Purpose of Counseling in Abuse
1. Understand and obtain validation that the abuse was a violation.
2. Confront and acknowledge the pain and hurt of the abuse.
3. Increase awareness of your worth, personal value, and confidence, which may have been eroded by the sexual violence.
4. Overcome feelings of guilt and/or shame.
5. Recognize how sexual violence is impacting current relationships and make changes.
6. Deal with issues of trust, deceit, manipulation, and abandonment.
7. Learn effective ways to build a support system.
Counseling is for ME!
It is my tune up. It is my maintenance work.
Yes, I still (peer) counsel others who reach out to me.
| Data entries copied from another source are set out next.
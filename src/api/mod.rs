pub mod analysis;
pub mod error;
pub mod health;
pub mod openapi;
/// Text a phase is extracted from
#[derive(Debug, Clone, Copy)]
pub struct ExtractionInput<'a> {
    pub chunks: &'a [ContextChunk],
    pub proposal_text: &'a str,
    /// Leading chunks that came with the request; later ones were retrieved
    pub provided_chunks: usize,
}

#[cfg(test)]
impl<'a> ExtractionInput<'a> {
    /// Input made only of provided chunks
    pub fn new(chunks: &'a [ContextChunk], proposal_text: &'a str) -> Self {
        Self {
            chunks,
            proposal_text,
            provided_chunks: chunks.len(),
        }
    }
}

/// Prompt sections shared by every category of a phase
pub(crate) struct PhaseContext {
    pub context: String,
    pub proposal: String,
    pub prior: String,
    pub window: Vec<usize>,
    pub context_chars: usize,
}

/// Outcome of extracting one category
pub(crate) struct CategoryRun<T> {
    pub entities: Vec<T>,
    pub status: CategoryStatus,
    pub attempts: u32,
    pub rejected: usize,
    pub last_error: Option<String>,
}

impl<T> CategoryRun<T> {
    fn skipped() -> Self {
        Self {
            entities: Vec::new(),
            status: CategoryStatus::Skipped,
            attempts: 0,
            rejected: 0,
            last_error: None,
        }
    }
}

/// Result of one parsed response
struct Attempt<T> {
    entities: Vec<T>,
    rejected: usize,
}

/// Extracts the four Arcadia phases from text
pub struct PhaseExtractor {
    oracle: Arc<dyn GenerativeOracle>,
    parser: ResponseParser,
    config: ExtractionConfig,
}

impl PhaseExtractor {
    pub fn new(oracle: Arc<dyn GenerativeOracle>, config: ExtractionConfig) -> Self {
        tracing::info!(
            model = %oracle.model(),
            max_context_chunks = config.max_context_chunks,
            max_attempts = config.max_attempts,
            "Phase extractor initialized"
        );

        Self {
            oracle,
            parser: ResponseParser::new(),
            config,
        }
    }

    pub fn config(&self) -> &ExtractionConfig {
        &self.config
    }

    /// Extract `phase`, given the outputs of the phases before it
    pub async fn extract(
        &self,
        phase: Phase,
        input: &ExtractionInput<'_>,
        prior: &[&PhaseOutput],
        cancel: &CancellationToken,
    ) -> Result<PhaseOutput, ExtractionError> {
        let find = |p: Phase| prior.iter().copied().find(|o| o.phase == p);
        match phase {
            Phase::Operational => self.extract_operational(input, cancel).await,
            Phase::System => {
                self.extract_system(input, find(Phase::Operational), cancel)
                    .await
            }
            Phase::Logical => {
                self.extract_logical(
                    input,
                    find(Phase::Operational),
                    find(Phase::System),
                    cancel,
                )
                .await
            }
            Phase::Physical => {
                self.extract_physical(
                    input,
                    find(Phase::Operational),
                    find(Phase::System),
                    find(Phase::Logical),
                    cancel,
                )
                .await
            }
        }
    }

    /// Build the shared prompt sections for a phase
    pub(crate) fn phase_context(
        &self,
        input: &ExtractionInput<'_>,
        prior: &[&PhaseOutput],
    ) -> PhaseContext {
        let window: Vec<usize> = (0..input.chunks.len())
            .take(self.config.max_context_chunks)
            .collect();
        let context = build_context_block(input.chunks, &window, self.config.chunk_char_limit);
        let proposal = truncate_chars(input.proposal_text, self.config.proposal_char_limit);

        let context_chars = window
            .iter()
            .map(|&i| input.chunks[i].content.chars().count().min(self.config.chunk_char_limit))
            .sum::<usize>()
            + proposal.chars().count();

        PhaseContext {
            context,
            proposal,
            prior: build_prior_context(prior, self.config.summary_limit),
            window,
            context_chars,
        }
    }

    /// Names of already extracted entities, capped for the prompt
    pub(crate) fn known_names<'a, I>(&self, names: I) -> Vec<&'a str>
    where
        I: IntoIterator<Item = &'a str>,
    {
        names.into_iter().take(self.config.max_known_names).collect()
    }

    /// Run one category: call the oracle, parse, convert, retry on low quality
    ///
    /// Retries happen on oracle errors, on unparseable output and when fewer
    /// than `min_acceptance_ratio` of the parsed items could be converted. The
    /// attempt with the most accepted items is kept.
    pub(crate) async fn run_category<T, F>(
        &self,
        phase: Phase,
        category: EntityCategory,
        prompt: &str,
        refs: &[usize],
        cancel: &CancellationToken,
        convert: F,
    ) -> CategoryRun<T>
    where
        F: Fn(Value, String, &[usize]) -> Result<T, PartialEntityData>,
    {
        if cancel.is_cancelled() {
            tracing::info!(phase = %phase, category = %category, "Skipping category, run cancelled");
            return CategoryRun::skipped();
        }

        let options = CompletionOptions {
            temperature: self.config.temperature,
            max_tokens: self.config.max_tokens,
        };

        let mut best: Option<Attempt<T>> = None;
        let mut last_error = None;
        let mut responded = false;
        let mut attempts = 0;

        for attempt in 0..self.config.max_attempts {
            if attempt > 0 {
                let delay = std::time::Duration::from_millis(
                    self.config.retry_base_delay_ms * (1u64 << (attempt - 1).min(16)),
                );
                tokio::select! {
                    _ = tokio::time::sleep(delay) => {}
                    _ = cancel.cancelled() => break,
                }
            }
            attempts += 1;

            let start_time = Instant::now();
            tracing::debug!(
                phase = %phase,
                category = %category,
                attempt = attempts,
                prompt_length = prompt.len(),
                "Requesting category extraction"
            );

            let raw = match self.oracle.complete(prompt, &options).await {
                Ok(raw) => raw,
                Err(e) => {
                    tracing::error!(
                        phase = %phase,
                        category = %category,
                        attempt = attempts,
                        elapsed_ms = start_time.elapsed().as_millis(),
                        error = %e,
                        "Oracle call failed"
                    );
                    last_error = Some(e.to_string());
                    continue;
                }
            };
            responded = true;

            let object = match self.parser.parse_object(&raw) {
                Ok(object) => object,
                Err(e) => {
                    tracing::warn!(
                        phase = %phase,
                        category = %category,
                        attempt = attempts,
                        error = %e,
                        response_length = raw.len(),
                        "Malformed oracle response"
                    );
                    continue;
                }
            };

            let outcome = convert_items(phase, category, take_items(object, category.key()), refs, &convert);
            let ratio = acceptance_ratio(outcome.entities.len(), outcome.rejected);

            tracing::info!(
                phase = %phase,
                category = %category,
                attempt = attempts,
                elapsed_ms = start_time.elapsed().as_millis(),
                accepted = outcome.entities.len(),
                rejected = outcome.rejected,
                "Category extraction completed"
            );

            let better = best
                .as_ref()
                .is_none_or(|b| outcome.entities.len() > b.entities.len());
            if better {
                best = Some(outcome);
            }

            if ratio >= self.config.min_acceptance_ratio {
                break;
            }
            tracing::warn!(
                phase = %phase,
                category = %category,
                acceptance_ratio = ratio,
                "Acceptance ratio below threshold"
            );
        }

        match best {
            Some(attempt) => CategoryRun {
                entities: attempt.entities,
                status: CategoryStatus::Completed,
                attempts,
                rejected: attempt.rejected,
                last_error,
            },
            None => CategoryRun {
                entities: Vec::new(),
                status: if responded {
                    CategoryStatus::Malformed
                } else if attempts == 0 {
                    CategoryStatus::Skipped
                } else {
                    CategoryStatus::Failed
                },
                attempts,
                rejected: 0,
                last_error,
            },
        }
    }
}

/// Convert parsed items, numbering accepted ones without gaps
fn convert_items<T, F>(
    phase: Phase,
    category: EntityCategory,
    items: Vec<Value>,
    refs: &[usize],
    convert: &F,
) -> Attempt<T>
where
    F: Fn(Value, String, &[usize]) -> Result<T, PartialEntityData>,
{
    let mut entities = Vec::with_capacity(items.len());
    let mut rejected = 0;

    for (index, item) in items.into_iter().enumerate() {
        let id = entity_id(phase, category, entities.len() + 1);
        match convert(item, id, refs) {
            Ok(entity) => entities.push(entity),
            Err(e) => {
                rejected += 1;
                tracing::warn!(
                    phase = %phase,
                    category = %category,
                    item_index = index,
                    reason = %e.reason,
                    "Rejected extracted item"
                );
            }
        }
    }

    Attempt { entities, rejected }
}

/// Collects per-category bookkeeping into phase metadata
pub(crate) struct PhaseRecorder {
    phase: Phase,
    started: Instant,
    context_chars: usize,
    expected_entities: usize,
    attempted: usize,
    failed: usize,
    skipped: bool,
    last_error: Option<String>,
    output: PhaseOutput,
}
//! Prompts for phase extraction

use crate::model::{ContextChunk, EntityCategory, Phase, PhaseOutput};

/// Used when no earlier phase output is available
pub const NO_PRIOR_CONTEXT: &str = "No previous analysis context available";

const NO_CONTEXT_CHUNKS: &str = "No context excerpts provided";

const ACTORS_FORMAT: &str = r#"{
  "actors": [
    {
      "name": "Actor name",
      "description": "Who or what the actor is",
      "role_definition": "Role played in operations",
      "responsibilities": ["responsibility"],
      "capabilities": ["what the actor can do"]
    }
  ]
}"#;

const CAPABILITIES_FORMAT: &str = r#"{
  "capabilities": [
    {
      "name": "Capability name",
      "description": "What the capability delivers",
      "mission_statement": "Mission or goal served",
      "involved_actors": ["actor name"],
      "performance_constraints": ["constraint"]
    }
  ]
}"#;

const COMPONENTS_FORMAT: &str = r#"{
  "components": [
    {
      "name": "Component name",
      "description": "Purpose of the component",
      "component_type": "subsystem|module|service|hardware|software|hybrid",
      "responsibilities": ["responsibility"],
      "parent_component": "enclosing component name or null",
      "sub_components": ["component name"],
      "allocated_functions": ["function name"],
      "technology_platform": "implementation technology or null",
      "implements_components": ["component name from the previous phase"]
    }
  ]
}"#;

const FUNCTIONS_FORMAT: &str = r#"{
  "functions": [
    {
      "name": "Function name",
      "description": "Behaviour performed",
      "parent_function": "enclosing function name or null",
      "sub_functions": ["function name"],
      "inputs": ["input"],
      "outputs": ["output"],
      "behavioral_specifications": ["rule or state behaviour"],
      "allocated_components": ["component name"],
      "realizes_functions": ["function name from the previous phase"],
      "realizes_capabilities": ["operational capability name"]
    }
  ]
}"#;

const INTERFACES_FORMAT: &str = r#"{
  "interfaces": [
    {
      "name": "Interface name",
      "description": "What is exchanged and why",
      "interface_type": "data|control|user|external|service|api",
      "provider_component": "component name",
      "consumer_components": ["component name"],
      "data_specifications": ["data item"],
      "protocol_specifications": ["protocol"],
      "quality_attributes": {"latency": "value"},
      "refines_interfaces": ["interface name from the previous phase"]
    }
  ]
}"#;

const SCENARIOS_FORMAT: &str = r#"{
  "scenarios": [
    {
      "name": "Scenario name",
      "description": "What happens",
      "scenario_type": "functional|interface|performance|error|nominal",
      "involved_components": ["component name"],
      "involved_functions": ["function name"],
      "interaction_sequence": [
        {"step": 1, "component": "component name", "action": "what it does"}
      ],
      "data_flows": [
        {"from_component": "name", "to_component": "name", "interface": "interface name", "data": "payload"}
      ],
      "performance_characteristics": {"response_time": "value"},
      "realizes_scenarios": ["scenario name from the previous phase"]
    }
  ]
}"#;

const OPERATIONAL_SCENARIOS_FORMAT: &str = r#"{
  "scenarios": [
    {
      "name": "Scenario name",
      "description": "Operational situation",
      "scenario_type": "nominal|error|performance",
      "involved_actors": ["actor name"],
      "interaction_sequence": [
        {"step": 1, "actor": "actor name", "action": "what the actor does"}
      ]
    }
  ]
}"#;

const CONSTRAINTS_FORMAT: &str = r#"{
  "constraints": [
    {
      "name": "Constraint name",
      "description": "What is constrained",
      "constraint_type": "technology|performance|environmental|safety|security|regulatory",
      "affected_components": ["component name"],
      "specifications": {"parameter": "value"}
    }
  ]
}"#;

/// Marker line that opens every category prompt
pub fn prompt_marker(phase: Phase, category: EntityCategory) -> String {
    format!("{} - {} EXTRACTION", phase.title(), category.title())
}

fn output_format(phase: Phase, category: EntityCategory) -> &'static str {
    match category {
        EntityCategory::Actors => ACTORS_FORMAT,
        EntityCategory::Capabilities => CAPABILITIES_FORMAT,
        EntityCategory::Components => COMPONENTS_FORMAT,
        EntityCategory::Functions => FUNCTIONS_FORMAT,
        EntityCategory::Interfaces => INTERFACES_FORMAT,
        EntityCategory::Scenarios if phase == Phase::Operational => OPERATIONAL_SCENARIOS_FORMAT,
        EntityCategory::Scenarios => SCENARIOS_FORMAT,
        EntityCategory::Constraints => CONSTRAINTS_FORMAT,
    }
}

fn task(phase: Phase, category: EntityCategory) -> &'static str {
    match (phase, category) {
        (Phase::Operational, EntityCategory::Actors) => {
            "Identify the operational actors: stakeholders, users, operators and external systems that take part in operations."
        }
        (Phase::Operational, EntityCategory::Capabilities) => {
            "Identify the operational capabilities: the missions and high-level abilities the actors need, independent of any solution."
        }
        (Phase::Operational, _) => {
            "Identify operational scenarios: sequences of actor activities that achieve the capabilities."
        }
        (Phase::System, EntityCategory::Components) => {
            "Identify the system and its major external boundary elements as seen from the outside."
        }
        (Phase::System, EntityCategory::Functions) => {
            "Identify the system functions needed to realize the operational capabilities. Fill realizes_capabilities with capability names from the previous analysis."
        }
        (Phase::System, EntityCategory::Interfaces) => {
            "Identify the system interfaces: exchanges between the system and its environment."
        }
        (Phase::System, _) => {
            "Identify system scenarios (functional chains) that show how system functions deliver the capabilities."
        }
        (Phase::Logical, EntityCategory::Components) => {
            "Identify the logical components that decompose the system, independent of technology. Fill implements_components with system component names."
        }
        (Phase::Logical, EntityCategory::Functions) => {
            "Identify the logical functions and allocate them to logical components. Fill realizes_functions with the system functions they refine."
        }
        (Phase::Logical, EntityCategory::Interfaces) => {
            "Identify the interfaces between logical components. Fill refines_interfaces with the system interfaces they support."
        }
        (Phase::Logical, _) => {
            "Identify logical scenarios: interactions between logical components, including the interfaces used by each data flow."
        }
        (Phase::Physical, EntityCategory::Components) => {
            "Identify the physical components (hardware, software, nodes) and their technology. Fill implements_components with the logical components they implement."
        }
        (Phase::Physical, EntityCategory::Functions) => {
            "Identify the physical functions as implemented, with their allocation. Fill realizes_functions with the logical functions they implement."
        }
        (Phase::Physical, EntityCategory::Interfaces) => {
            "Identify the physical interfaces, buses and protocols. Fill refines_interfaces with the logical interfaces they implement."
        }
        (Phase::Physical, EntityCategory::Scenarios) => {
            "Identify physical scenarios such as deployment, nominal operation, failure and maintenance."
        }
        (Phase::Physical, _) => {
            "Identify implementation constraints: technology, performance, environmental, safety, security and regulatory limits."
        }
    }
}

/// Cut `text` to at most `limit` characters, appending "..." when shortened
pub fn truncate_chars(text: &str, limit: usize) -> String {
    let text = text.trim();
    match text.char_indices().nth(limit) {
        Some((byte_index, _)) => format!("{}...", text[..byte_index].trim_end()),
        None => text.to_string(),
    }
}

/// Render the chunks at `window` as numbered excerpts
pub fn build_context_block(chunks: &[ContextChunk], window: &[usize], chunk_limit: usize) -> String {
    if window.is_empty() {
        return NO_CONTEXT_CHUNKS.to_string();
    }

    window
        .iter()
        .filter_map(|&i| chunks.get(i).map(|c| (i, c)))
        .map(|(i, chunk)| format!("[Excerpt {}] {}", i + 1, truncate_chars(&chunk.content, chunk_limit)))
        .collect::<Vec<_>>()
        .join("\n\n")
}

/// Summarize earlier phases as "name: description" lines
pub fn build_prior_context(prior: &[&PhaseOutput], limit: usize) -> String {
    let sections: Vec<String> = prior
        .iter()
        .filter_map(|output| {
            let entities = output.representative_entities(limit);
            if entities.is_empty() {
                return None;
            }
            let lines = entities
                .iter()
                .map(|(name, description)| {
                    if description.is_empty() {
                        format!("- {}", name)
                    } else {
                        format!("- {}: {}", name, truncate_chars(description, 160))
                    }
                })
                .collect::<Vec<_>>()
                .join("\n");
            Some(format!("{} CONTEXT:\n{}", output.phase.title(), lines))
        })
        .collect();

    if sections.is_empty() {
        NO_PRIOR_CONTEXT.to_string()
    } else {
        sections.join("\n\n")
    }
}

/// Inputs for a single category prompt
pub struct CategoryPrompt<'a> {
    pub phase: Phase,
    pub category: EntityCategory,
    pub context: &'a str,
    pub proposal: &'a str,
    pub prior_context: &'a str,
    pub known_names: &'a [&'a str],
}

/// Build the extraction prompt for one category
pub fn build_category_prompt(request: &CategoryPrompt<'_>) -> String {
    let known = if request.known_names.is_empty() {
        "None yet".to_string()
    } else {
        request.known_names.join(", ")
    };

    let proposal = if request.proposal.is_empty() {
        "No proposal provided"
    } else {
        request.proposal
    };

    format!(
        r#"{marker}

TASK:
{task}

REQUIREMENTS CONTEXT:
{context}

PROPOSAL:
{proposal}

PREVIOUS ANALYSIS CONTEXT:
{prior}

KNOWN ENTITIES IN THIS PHASE:
{known}

Reuse the exact names of known entities when you reference them. Only include
elements supported by the context or proposal. If none apply, return an empty list.

Respond with JSON in exactly this format:
{format}
"#,
        marker = prompt_marker(request.phase, request.category),
        task = task(request.phase, request.category),
        context = request.context,
        proposal = proposal,
        prior = request.prior_context,
        known = known,
        format = output_format(request.phase, request.category),
    )
}

#[cfg(test)]
mod tests {
    use super::*;
    use crate::model::Actor;

    #[test]
    fn test_truncate_chars_respects_char_boundaries() {
        assert_eq!(truncate_chars("short", 10), "short");
        assert_eq!(truncate_chars("abcdef", 3), "abc...");
        assert_eq!(truncate_chars("ééééé", 2), "éé...");
    }

    #[test]
    fn test_context_block_numbers_excerpts() {
        let chunks = vec![
            ContextChunk::new("first chunk"),
            ContextChunk::new("second chunk that is long"),
        ];
        let block = build_context_block(&chunks, &[0, 1], 6);
        assert!(block.contains("[Excerpt 1] first..."));
        assert!(block.contains("[Excerpt 2] second..."));
        assert_eq!(build_context_block(&chunks, &[], 6), NO_CONTEXT_CHUNKS);
    }

    #[test]
    fn test_prior_context_fallback_and_summary() {
        assert_eq!(build_prior_context(&[], 5), NO_PRIOR_CONTEXT);

        let mut operational = PhaseOutput::new(Phase::Operational);
        assert_eq!(build_prior_context(&[&operational], 5), NO_PRIOR_CONTEXT);

        operational.actors.push(Actor {
            id: "OA-ACTOR-001".to_string(),
            name: "Pedestrian".to_string(),
            description: "Person crossing the road".to_string(),
            role_definition: String::new(),
            responsibilities: vec![],
            capabilities: vec![],
            source_references: vec![],
        });
        let context = build_prior_context(&[&operational], 5);
        assert!(context.starts_with("OPERATIONAL ANALYSIS CONTEXT:"));
        assert!(context.contains("- Pedestrian: Person crossing the road"));
    }

    #[test]
    fn test_category_prompt_contains_marker_and_format() {
        let prompt = build_category_prompt(&CategoryPrompt {
            phase: Phase::Logical,
            category: EntityCategory::Interfaces,
            context: "ctx",
            proposal: "",
            prior_context: NO_PRIOR_CONTEXT,
            known_names: &["Controller", "Detector"],
        });

        assert!(prompt.starts_with("LOGICAL ARCHITECTURE - INTERFACE EXTRACTION"));
        assert!(prompt.contains("\"interfaces\""));
        assert!(prompt.contains("Controller, Detector"));
        assert!(prompt.contains("No proposal provided"));
    }
}
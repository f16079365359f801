//! Operational analysis: actors, capabilities and operational scenarios

use tokio_util::sync::CancellationToken;

use crate::model::{EntityCategory, Phase, PhaseOutput};
use crate::service::extraction::converters::{convert_actor, convert_capability, convert_scenario};
use crate::service::extraction::prompts::{CategoryPrompt, build_category_prompt};
use crate::service::extraction::{
    ExtractionError, ExtractionInput, PhaseContext, PhaseExtractor, PhaseRecorder,
};

impl PhaseExtractor {
    /// Extract the operational analysis phase
    pub async fn extract_operational(
        &self,
        input: &ExtractionInput<'_>,
        cancel: &CancellationToken,
    ) -> Result<PhaseOutput, ExtractionError> {
        let phase = Phase::Operational;
        let context = self.phase_context(input, &[]);
        let mut recorder = PhaseRecorder::new(phase, &context, input, self.config());

        let prompt = self.operational_prompt(&context, EntityCategory::Actors, &[]);
        let run = self
            .run_category(phase, EntityCategory::Actors, &prompt, &context.window, cancel, convert_actor)
            .await;
        let actors = recorder.record(EntityCategory::Actors, run);

        let known = self.known_names(actors.iter().map(|a| a.name.as_str()));
        let prompt = self.operational_prompt(&context, EntityCategory::Capabilities, &known);
        let run = self
            .run_category(
                phase,
                EntityCategory::Capabilities,
                &prompt,
                &context.window,
                cancel,
                convert_capability,
            )
            .await;
        let capabilities = recorder.record(EntityCategory::Capabilities, run);

        let known = self.known_names(
            actors
                .iter()
                .map(|a| a.name.as_str())
                .chain(capabilities.iter().map(|c| c.name.as_str())),
        );
        let prompt = self.operational_prompt(&context, EntityCategory::Scenarios, &known);
        let run = self
            .run_category(
                phase,
                EntityCategory::Scenarios,
                &prompt,
                &context.window,
                cancel,
                |value, id, refs| convert_scenario(phase, value, id, refs),
            )
            .await;
        let scenarios = recorder.record(EntityCategory::Scenarios, run);

        let output = recorder.output_mut();
        output.actors = actors;
        output.capabilities = capabilities;
        output.scenarios = scenarios;

        recorder.finish()
    }

    fn operational_prompt(
        &self,
        context: &PhaseContext,
        category: EntityCategory,
        known: &[&str],
    ) -> String {
        build_category_prompt(&CategoryPrompt {
            phase: Phase::Operational,
            category,
            context: &context.context,
            proposal: &context.proposal,
            prior_context: &context.prior,
            known_names: known,
        })
    }
}

#[cfg(test)]
mod tests {
    use std::sync::Arc;

    use super::*;
    use crate::model::config::ExtractionConfig;
    use crate::model::{CategoryStatus, ContextChunk};
    use crate::service::extraction::prompts::prompt_marker;
    use crate::service::extraction::testing::ScriptedOracle;

    #[tokio::test]
    async fn test_capability_prompt_lists_actor_names() {
        let oracle = Arc::new(
            ScriptedOracle::new("{}").respond(
                prompt_marker(Phase::Operational, EntityCategory::Actors),
                r#"{"actors": [{"name": "Dispatcher", "description": "Assigns crews"}]}"#,
            ),
        );
        let extractor = PhaseExtractor::new(
            oracle.clone(),
            ExtractionConfig {
                retry_base_delay_ms: 0,
                ..ExtractionConfig::default()
            },
        );
        let chunks = vec![ContextChunk::new("Dispatchers assign crews to incidents.")];
        let input = ExtractionInput::new(&chunks, "Emergency dispatch modernization");

        let output = extractor
            .extract_operational(&input, &CancellationToken::new())
            .await
            .unwrap();

        assert_eq!(output.actors.len(), 1);
        assert_eq!(oracle.calls(), 3);

        let prompts = oracle.prompts.lock().unwrap();
        let capability_prompt = prompts
            .iter()
            .find(|p| p.contains(&prompt_marker(Phase::Operational, EntityCategory::Capabilities)))
            .unwrap();
        assert!(capability_prompt.contains("KNOWN ENTITIES IN THIS PHASE:\nDispatcher"));
        assert!(capability_prompt.contains("No previous analysis context available"));
        assert!(capability_prompt.contains("Emergency dispatch modernization"));
    }

    #[tokio::test]
    async fn test_failed_category_degrades_to_empty() {
        let oracle = ScriptedOracle::new("{}")
            .respond(
                prompt_marker(Phase::Operational, EntityCategory::Actors),
                r#"{"actors": [{"name": "Dispatcher"}]}"#,
            )
            .fail_on(prompt_marker(Phase::Operational, EntityCategory::Capabilities));
        let extractor = PhaseExtractor::new(
            Arc::new(oracle),
            ExtractionConfig {
                retry_base_delay_ms: 0,
                ..ExtractionConfig::default()
            },
        );
        let chunks = vec![ContextChunk::new("Dispatchers assign crews.")];
        let input = ExtractionInput::new(&chunks, "");

        let output = extractor
            .extract_operational(&input, &CancellationToken::new())
            .await
            .unwrap();

        assert_eq!(output.actors.len(), 1);
        assert!(output.capabilities.is_empty());
        assert_eq!(
            output.metadata.category_status["capabilities"],
            CategoryStatus::Failed
        );
        assert_eq!(output.metadata.category_confidence["capabilities"], 0.0);
        assert!(output.metadata.confidence > 0.0);
    }
}
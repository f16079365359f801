use actix_web::{App, HttpServer, web};
use tokio_util::sync::CancellationToken;
use tracing_subscriber::{layer::SubscriberExt, util::SubscriberInitExt};

mod api;
mod app;
mod model;
mod retriever;
mod service;

use app::AppState;
use model::Config;

#[tokio::main]
async fn main() -> std::io::Result<()> {
    // Load .env file if present (ignore if missing)
    let _ = dotenvy::dotenv();

    // Initialize tracing
    tracing_subscriber::registry()
        .with(
            tracing_subscriber::EnvFilter::try_from_default_env().unwrap_or_else(|_| "info".into()),
        )
        .with(tracing_subscriber::fmt::layer())
        .init();

    let config = Config::from_env().map_err(|e| {
        tracing::error!(error = %e, "Invalid configuration");
        std::io::Error::new(std::io::ErrorKind::InvalidInput, e.to_string())
    })?;
    let bind_addr = config.bind_addr();

    let shutdown = CancellationToken::new();
    let state = AppState::new(&config, shutdown.clone()).map_err(|e| {
        tracing::error!(error = %e, "Failed to initialize services");
        std::io::Error::other(e.to_string())
    })?;
    let state = web::Data::new(state);

    // Interrupt running analyses as soon as shutdown starts
    let signal_token = shutdown.clone();
    tokio::spawn(async move {
        if tokio::signal::ctrl_c().await.is_ok() {
            tracing::info!("Shutdown signal received, cancelling running analyses");
            signal_token.cancel();
        }
    });

    tracing::info!(
        max_concurrent_runs = config.server.max_concurrent_runs,
        "Starting Arcadia Trace server on {}",
        bind_addr
    );

    let result = HttpServer::new(move || {
        App::new()
            .app_data(state.clone())
            .configure(api::analysis::configure)
            .configure(api::health::configure)
            .configure(api::openapi::configure)
    })
    .bind(&bind_addr)?
    .run()
    .await;

    // Stop any run still in flight
    shutdown.cancel();
    tracing::info!("Server stopped");

    result
}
AND, yes, I go to counseling as needed.
I take my car in for maintenance. I drive it. I drive others around when they are in need. However, in order to make sure that we both arrive and return safely, I must keep our vehicles maintained.
Bring a notebook to each session that contains notes about what you want to discuss.
When your professional therapist/counselor asks you what you want to discuss, start with the most pressing matters. There is nothing more frustrating than running out of time just when you were getting to the good part.
Don’t forget to keep notes about new concepts, ideas, and strategies that you want to keep in mind.
**Remember to secure your notebook or journal at all times.It will likely contain very sensitive information that you do not want to fall into the wrong hands.
Don’t let that couch fool you. Counseling is work! It is grueling and challenging.
Seeing yourself objectively, seeing your life, your family, your choices and your friends can be like when someone turns on a bright light that you weren’t ready for.
Change, transformation, and hope-all that stuff is only for the most courageous.
BUT it is rewarding and the gift that keeps on giving.
Even if you miss your turn, the road that leads to healing is always worth taking.